**EXERCISE INSTRUCTIONS**
Exactly as written, output each of the entries below.

**EXTRACTED INFORMATION**
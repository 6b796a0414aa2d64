//! Cycle driver.
//!
//! Owns every `DeviceSession` for the life of the process and runs strictly
//! sequential cycles of fan-out, composite and output. A failed cycle is
//! logged and the next one starts; nothing is retried. Shutdown stops every
//! session exactly once, whether triggered by a signal, by reaching the cycle
//! limit, or by the driver being dropped on an error path.
//!
//! Uninitialized -> AllSessionsOpened -> Running -> ShuttingDown -> Stopped

use std::sync::atomic::{AtomicBool, Ordering};
use std::time::Instant;

use crate::capture::{capture_all, error_chain};
use crate::composite::{Canvas, Compositor};
use crate::config::MosaicConfig;
use crate::device::{DeviceSession, SessionState};
use crate::error::{CycleError, SessionError};
use crate::sink::FrameSink;

#[derive(Clone, Copy, Debug, PartialEq, Eq)]
pub enum DriverState {
    Uninitialized,
    AllSessionsOpened,
    Running,
    ShuttingDown,
    Stopped,
}

#[derive(Clone, Copy, Debug, Default, PartialEq, Eq)]
pub struct RunSummary {
    pub attempted: u64,
    pub succeeded: u64,
    pub failed: u64,
}

pub struct CycleDriver {
    sessions: Vec<DeviceSession>,
    compositor: Compositor,
    state: DriverState,
    next_cycle: u64,
}

impl CycleDriver {
    /// Open and start every configured camera, in declared order.
    ///
    /// If any camera fails, the ones already started are stopped before the
    /// error is returned, so no stream is left running.
    pub fn open_all(config: &MosaicConfig) -> Result<Self, SessionError> {
        let mut driver = Self {
            sessions: Vec::with_capacity(config.cameras.len()),
            compositor: Compositor::new(config.canvas, &config.cameras),
            state: DriverState::Uninitialized,
            next_cycle: 0,
        };
        for camera in &config.cameras {
            let mut session = DeviceSession::open(camera.clone())?;
            session.set_capture_timeout(config.run.capture_timeout);
            if let Err(err) = session.start() {
                session.stop().ok();
                return Err(err);
            }
            driver.sessions.push(session);
        }
        driver.state = DriverState::AllSessionsOpened;
        log::info!("{} cameras streaming", driver.sessions.len());
        Ok(driver)
    }

    /// Drive already-opened sessions. Sessions still `Configured` are started.
    pub fn new(sessions: Vec<DeviceSession>, compositor: Compositor) -> Result<Self, SessionError> {
        let mut driver = Self {
            sessions,
            compositor,
            state: DriverState::Uninitialized,
            next_cycle: 0,
        };
        for session in &mut driver.sessions {
            if session.state() == SessionState::Configured {
                session.start()?;
            }
        }
        driver.state = DriverState::AllSessionsOpened;
        Ok(driver)
    }

    pub fn state(&self) -> DriverState {
        self.state
    }

    pub fn sessions(&self) -> &[DeviceSession] {
        &self.sessions
    }

    /// One capture + composite pass. Nothing is produced unless every camera
    /// delivered a decodable frame.
    pub fn run_cycle(&mut self) -> Result<Canvas, CycleError> {
        let frames = capture_all(&mut self.sessions)?;
        let canvas = self.compositor.composite(&frames)?;
        Ok(canvas)
    }

    /// Run cycles until `limit` is reached or `shutdown` is raised.
    ///
    /// The flag is checked before each cycle; an in-flight cycle is allowed to
    /// finish. Failed cycles, including sink failures, are counted and skipped.
    pub fn run<S: FrameSink + ?Sized>(
        &mut self,
        limit: Option<u64>,
        shutdown: &AtomicBool,
        sink: &mut S,
    ) -> RunSummary {
        let mut summary = RunSummary::default();
        if matches!(self.state, DriverState::ShuttingDown | DriverState::Stopped) {
            return summary;
        }
        self.state = DriverState::Running;

        while limit.map_or(true, |limit| summary.attempted < limit) {
            if shutdown.load(Ordering::SeqCst) {
                log::info!("shutdown requested, leaving cycle loop");
                break;
            }
            let cycle = self.next_cycle;
            self.next_cycle += 1;
            summary.attempted += 1;

            let started = Instant::now();
            log::info!("cycle {} start", cycle);
            let canvas = match self.run_cycle() {
                Ok(canvas) => canvas,
                Err(err) => {
                    log::error!("cycle {} failed: {}", cycle, error_chain(&err));
                    summary.failed += 1;
                    continue;
                }
            };
            log::info!(
                "cycle {} writing ({} ms)",
                cycle,
                started.elapsed().as_millis()
            );
            if let Err(err) = sink.write(cycle, canvas) {
                log::error!("cycle {} output failed: {:#}", cycle, err);
                summary.failed += 1;
                continue;
            }
            summary.succeeded += 1;
            log::info!(
                "cycle {} done ({} ms)",
                cycle,
                started.elapsed().as_millis()
            );
        }

        log::info!(
            "ran {} cycles: {} succeeded, {} failed",
            summary.attempted,
            summary.succeeded,
            summary.failed
        );
        summary
    }

    /// Stop every session. Every session is attempted even if an earlier one
    /// fails; the failures are returned. Later calls do nothing.
    pub fn shutdown(&mut self) -> Vec<SessionError> {
        if self.state == DriverState::Stopped {
            return Vec::new();
        }
        self.state = DriverState::ShuttingDown;

        let mut errors = Vec::new();
        for session in &mut self.sessions {
            let stats = session.stats();
            if let Err(err) = session.stop() {
                log::warn!("{}", error_chain(&err));
                errors.push(err);
            }
            log::info!(
                "{}: {} frames captured, {} capture failures",
                stats.device,
                stats.frames_captured,
                stats.capture_failures
            );
        }
        self.state = DriverState::Stopped;
        errors
    }
}

impl Drop for CycleDriver {
    fn drop(&mut self) {
        self.shutdown();
    }
}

**FINISHED EXERCISE**
repository 6b796a0414aa2d64
//! Cycle driver.
//!
//! Owns every `DeviceSession` for the life of the process and runs strictly
//! sequential cycles of fan-out, composite and output. A failed cycle is
//! logged and the next one starts; nothing is retried. Shutdown stops every
//! session exactly once, whether triggered by a signal, by reaching the cycle
//! limit, or by the driver being dropped on an error path.
//!
//! Uninitialized -> AllSessionsOpened -> Running -> ShuttingDown -> Stopped

use std::sync::atomic::{AtomicBool, Ordering};
use std::time::Instant;

use crate::capture::{capture_all, error_chain};
use crate::composite::{Canvas, Compositor};
use crate::config::MosaicConfig;
use crate::device::{DeviceSession, SessionState};
use crate::error::{CycleError, SessionError};
use crate::sink::FrameSink;

#[derive(Clone, Copy, Debug, PartialEq, Eq)]
pub enum DriverState {
    Uninitialized,
    AllSessionsOpened,
    Running,
    ShuttingDown,
    Stopped,
}

#[derive(Clone, Copy, Debug, Default, PartialEq, Eq)]
pub struct RunSummary {
    pub attempted: u64,
    pub succeeded: u64,
    pub failed: u64,
}

pub struct CycleDriver {
    sessions: Vec<DeviceSession>,
    compositor: Compositor,
    state: DriverState,
    next_cycle: u64,
}

impl CycleDriver {
    /// Open and start every configured camera, in declared order.
    ///
    /// If any camera fails, the ones already started are stopped before the
    /// error is returned, so no stream is left running.
    pub fn open_all(config: &MosaicConfig) -> Result<Self, SessionError> {
        let mut driver = Self {
            sessions: Vec::with_capacity(config.cameras.len()),
            compositor: Compositor::new(config.canvas, &config.cameras),
            state: DriverState::Uninitialized,
            next_cycle: 0,
        };
        for camera in &config.cameras {
            let mut session = DeviceSession::open(camera.clone())?;
            session.set_capture_timeout(config.run.capture_timeout);
            if let Err(err) = session.start() {
                session.stop().ok();
                return Err(err);
            }
            driver.sessions.push(session);
        }
        driver.state = DriverState::AllSessionsOpened;
        log::info!("{} cameras streaming", driver.sessions.len());
        Ok(driver)
    }

    /// Drive already-opened sessions. Sessions still `Configured` are started.
    pub fn new(sessions: Vec<DeviceSession>, compositor: Compositor) -> Result<Self, SessionError> {
        let mut driver = Self {
            sessions,
            compositor,
            state: DriverState::Uninitialized,
            next_cycle: 0,
        };
        for session in &mut driver.sessions {
            if session.state() == SessionState::Configured {
                session.start()?;
            }
        }
        driver.state = DriverState::AllSessionsOpened;
        Ok(driver)
    }

    pub fn state(&self) -> DriverState {
        self.state
    }

    pub fn sessions(&self) -> &[DeviceSession] {
        &self.sessions
    }

    /// One capture + composite pass. Nothing is produced unless every camera
    /// delivered a decodable frame.
    pub fn run_cycle(&mut self) -> Result<Canvas, CycleError> {
        let frames = capture_all(&mut self.sessions)?;
        let canvas = self.compositor.composite(&frames)?;
        Ok(canvas)
    }

    /// Run cycles until `limit` is reached or `shutdown` is raised.
    ///
    /// The flag is checked before each cycle; an in-flight cycle is allowed to
    /// finish. Failed cycles, including sink failures, are counted and skipped.
    pub fn run<S: FrameSink + ?Sized>(
        &mut self,
        limit: Option<u64>,
        shutdown: &AtomicBool,
        sink: &mut S,
    ) -> RunSummary {
        let mut summary = RunSummary::default();
        if matches!(self.state, DriverState::ShuttingDown | DriverState::Stopped) {
            return summary;
        }
        self.state = DriverState::Running;

        while limit.map_or(true, |limit| summary.attempted < limit) {
            if shutdown.load(Ordering::SeqCst) {
                log::info!("shutdown requested, leaving cycle loop");
                break;
            }
            let cycle = self.next_cycle;
            self.next_cycle += 1;
            summary.attempted += 1;

            let started = Instant::now();
            log::info!("cycle {} start", cycle);
            let canvas = match self.run_cycle() {
                Ok(canvas) => canvas,
                Err(err) => {
                    log::error!("cycle {} failed: {}", cycle, error_chain(&err));
                    summary.failed += 1;
                    continue;
                }
            };
            log::info!(
                "cycle {} writing ({} ms)",
                cycle,
                started.elapsed().as_millis()
            );
            if let Err(err) = sink.write(cycle, canvas) {
                log::error!("cycle {} output failed: {:#}", cycle, err);
                summary.failed += 1;
                continue;
            }
            summary.succeeded += 1;
            log::info!(
                "cycle {} done ({} ms)",
                cycle,
                started.elapsed().as_millis()
            );
        }

        log::info!(
            "ran {} cycles: {} succeeded, {} failed",
            summary.attempted,
            summary.succeeded,
            summary.failed
        );
        summary
    }

    /// Stop every session. Every session is attempted even if an earlier one
    /// fails; the failures are returned. Later calls do nothing.
    pub fn shutdown(&mut self) -> Vec<SessionError> {
        if self.state == DriverState::Stopped {
            return Vec::new();
        }
        self.state = DriverState::ShuttingDown;

        let mut errors = Vec::new();
        for session in &mut self.sessions {
            let stats = session.stats();
            if let Err(err) = session.stop() {
                log::warn!("{}", error_chain(&err));
                errors.push(err);
            }
            log::info!(
                "{}: {} frames captured, {} capture failures",
                stats.device,
                stats.frames_captured,
                stats.capture_failures
            );
        }
        self.state = DriverState::Stopped;
        errors
    }
}

impl Drop for CycleDriver {
    fn drop(&mut self) {
        self.shutdown();
    }
}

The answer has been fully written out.